In my training workshops I suggest that if you’re not going to pay for anything else in your campaign, you should pay for a professional photographer. Why?
Because in most cases, the ONLY time most voters will see you is in a mailer, on your website or on social media. And first impressions go a LONG way.
As Andre Agassi said, image is everything. And a picture is definitely worth a thousand words. So I highly recommend getting at least a professional head-and-shoulders photo done in a properly-lighted studio.
Where to find one? Here’s a hot tip from Kim Walsh-Phillips, co-author of “No B.S. Guide to Direct Response Social Media Marketing” …

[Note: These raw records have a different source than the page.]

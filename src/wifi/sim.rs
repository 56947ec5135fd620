//! Simulated Wi-Fi radio for host builds and tests.
//!
//! Holds a fixed set of access points. A connect succeeds when an access
//! point with the same SSID (and BSSID, if pinned) exists and the password
//! matches. Every connect attempt is recorded so callers can check ordering.

use super::credential::{NetworkCredential, Security};
use super::driver::{DriverError, ScanResult, WifiDriver};
use async_trait::async_trait;
use log::{debug, info};
use std::net::Ipv4Addr;
use std::sync::{Mutex, MutexGuard, PoisonError};
use std::time::Duration;

/// Locally administered MAC reported by the simulated station.
const SIM_MAC: [u8; 6] = [0x02, 0x00, 0x00, 0x00, 0x00, 0x01];

/// An access point visible to the simulated radio.
#[derive(Debug, Clone)]
pub struct SimAccessPoint {
    pub scan: ScanResult,
    /// Password accepted by this access point.
    pub password: String,
}

impl SimAccessPoint {
    /// Create an access point with a generated BSSID derived from `id`.
    pub fn new(id: u8, ssid: &str, password: &str, security: Security, rssi: i8) -> Self {
        Self {
            scan: ScanResult {
                ssid: ssid.to_string(),
                bssid: [0x02, 0xAA, 0x00, 0x00, 0x00, id],
                rssi,
                channel: 1 + id % 11,
                security,
                hidden: false,
            },
            password: password.to_string(),
        }
    }
}

#[derive(Debug, Default)]
struct SimState {
    powered: bool,
    access_points: Vec<SimAccessPoint>,
    connected: Option<String>,
    connect_attempts: Vec<String>,
    connect_delay: Duration,
    scan_error: Option<DriverError>,
    disconnects: usize,
}

/// Simulated [`WifiDriver`].
#[derive(Debug, Default)]
pub struct SimulatedWifi {
    state: Mutex<SimState>,
}

impl SimulatedWifi {
    /// Create a radio that can see the given access points.
    pub fn new(access_points: Vec<SimAccessPoint>) -> Self {
        Self {
            state: Mutex::new(SimState {
                access_points,
                ..SimState::default()
            }),
        }
    }

    /// A small neighbourhood used by the host console.
    pub fn demo() -> Self {
        Self::new(vec![
            SimAccessPoint::new(1, "MyHomeWiFi", "homepassword", Security::Wpa2, -45),
            SimAccessPoint::new(2, "CafeGuest", "", Security::Open, -67),
            SimAccessPoint::new(3, "Neighbor's Network", "letmein99", Security::Wpa2, -80),
            SimAccessPoint::new(4, "OldRouter", "abcde", Security::Wep, -72),
        ])
    }

    fn lock(&self) -> MutexGuard<'_, SimState> {
        self.state.lock().unwrap_or_else(PoisonError::into_inner)
    }

    /// Make every connect attempt take `delay` before completing.
    pub fn set_connect_delay(&self, delay: Duration) {
        self.lock().connect_delay = delay;
    }

    /// Make the next scans fail with `error` (or succeed again with `None`).
    pub fn set_scan_error(&self, error: Option<DriverError>) {
        self.lock().scan_error = error;
    }

    /// SSIDs of every connect attempt, in call order.
    pub fn connect_attempts(&self) -> Vec<String> {
        self.lock().connect_attempts.clone()
    }

    /// SSID of the network currently connected, if any.
    pub fn connected_ssid(&self) -> Option<String> {
        self.lock().connected.clone()
    }

    /// Number of disconnect calls.
    pub fn disconnect_count(&self) -> usize {
        self.lock().disconnects
    }

    /// Whether `on()` has been called.
    pub fn is_powered(&self) -> bool {
        self.lock().powered
    }
}

#[async_trait]
impl WifiDriver for SimulatedWifi {
    async fn on(&self) -> Result<(), DriverError> {
        self.lock().powered = true;
        debug!("[sim] radio on");
        Ok(())
    }

    async fn connect(
        &self,
        credential: &NetworkCredential,
        timeout: Duration,
    ) -> Result<(), DriverError> {
        let delay = {
            let mut state = self.lock();
            state.connect_attempts.push(credential.ssid.clone());
            state.connect_delay
        };
        if !delay.is_zero() {
            if delay > timeout {
                tokio::time::sleep(timeout).await;
                return Err(DriverError::Timeout);
            }
            tokio::time::sleep(delay).await;
        }

        let mut state = self.lock();
        let accepted = state.access_points.iter().any(|ap| {
            ap.scan.ssid == credential.ssid
                && credential.bssid.map_or(true, |b| b == ap.scan.bssid)
                && ap.password == credential.password
        });
        if accepted {
            info!("[sim] connected to {}", credential.ssid);
            state.connected = Some(credential.ssid.clone());
            Ok(())
        } else {
            debug!("[sim] connection to {} rejected", credential.ssid);
            Err(DriverError::Failure(format!(
                "no access point accepted {}",
                credential.ssid
            )))
        }
    }

    async fn disconnect(&self) -> Result<(), DriverError> {
        let mut state = self.lock();
        state.connected = None;
        state.disconnects += 1;
        Ok(())
    }

    async fn scan(
        &self,
        max_count: usize,
        _timeout: Duration,
    ) -> Result<Vec<ScanResult>, DriverError> {
        let state = self.lock();
        if let Some(err) = &state.scan_error {
            return Err(err.clone());
        }
        Ok(state
            .access_points
            .iter()
            .take(max_count)
            .map(|ap| ap.scan.clone())
            .collect())
    }

    async fn ip_address(&self) -> Result<Option<Ipv4Addr>, DriverError> {
        Ok(self
            .lock()
            .connected
            .as_ref()
            .map(|_| Ipv4Addr::new(192, 168, 1, 100)))
    }

    async fn mac_address(&self) -> Result<[u8; 6], DriverError> {
        Ok(SIM_MAC)
    }
}

#[cfg(test)]
mod tests {
    use super::*;

    #[tokio::test]
    async fn test_connect_requires_matching_password() {
        let wifi = SimulatedWifi::demo();
        let good = NetworkCredential::new("MyHomeWiFi", "homepassword", Security::Wpa2).unwrap();
        let bad = NetworkCredential::new("MyHomeWiFi", "wrong", Security::Wpa2).unwrap();

        assert!(wifi.connect(&bad, Duration::from_secs(1)).await.is_err());
        assert!(wifi.connect(&good, Duration::from_secs(1)).await.is_ok());
        assert_eq!(wifi.connected_ssid().as_deref(), Some("MyHomeWiFi"));
        assert_eq!(wifi.connect_attempts(), vec!["MyHomeWiFi", "MyHomeWiFi"]);
        assert_eq!(
            wifi.ip_address().await.unwrap(),
            Some(Ipv4Addr::new(192, 168, 1, 100))
        );
    }

    #[tokio::test]
    async fn test_connect_respects_pinned_bssid() {
        let wifi = SimulatedWifi::demo();
        let pinned = NetworkCredential::open("CafeGuest")
            .unwrap()
            .with_bssid([9, 9, 9, 9, 9, 9]);
        assert!(wifi.connect(&pinned, Duration::from_secs(1)).await.is_err());
    }

    #[tokio::test(start_paused = true)]
    async fn test_connect_times_out() {
        let wifi = SimulatedWifi::demo();
        wifi.set_connect_delay(Duration::from_secs(5));
        let cred = NetworkCredential::open("CafeGuest").unwrap();
        assert_eq!(
            wifi.connect(&cred, Duration::from_secs(1)).await,
            Err(DriverError::Timeout)
        );
    }

    #[tokio::test]
    async fn test_scan_limits_and_errors() {
        let wifi = SimulatedWifi::demo();
        assert_eq!(wifi.scan(2, Duration::from_secs(1)).await.unwrap().len(), 2);

        wifi.set_scan_error(Some(DriverError::Timeout));
        assert_eq!(
            wifi.scan(2, Duration::from_secs(1)).await,
            Err(DriverError::Timeout)
        );
    }
}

“To find an affordable one in your area, check out a site like www.Thumbtack.com. You can post the job there, and photographers will apply to take your photo, giving an estimate upfront. You can usually get a good headshot for less than $100 using this service.”
As for designing graphics with your headshot for mailers, social media and your website, you can use free templates found at Canva.com. It’s a fairly easy program to use, even for us techno-troglodytes.
Show Me the Money!
I want to thank everyone who completed the Survey Monkey questionnaire last week and told the doctor where it hurts. I’ll be replying to several of your questions over the coming weeks, but one thing was crystal clear…
The most common pain point is…fundraising. So I’m going to be focusing a lot more time and attention to that challenge in future Campaign Hot Tips and Psephology Today.
To get the ball rolling, here’s the link to a Special Report I wrote for folks just starting out who would rather get a root canal than ask a stranger for money: campaigndoctor.com/fearless
Remember, the wrong attitude is “We can’t afford to do that.” The right attitude is, “We can’t afford NOT to do that, so how do we raise the money?” Cheers.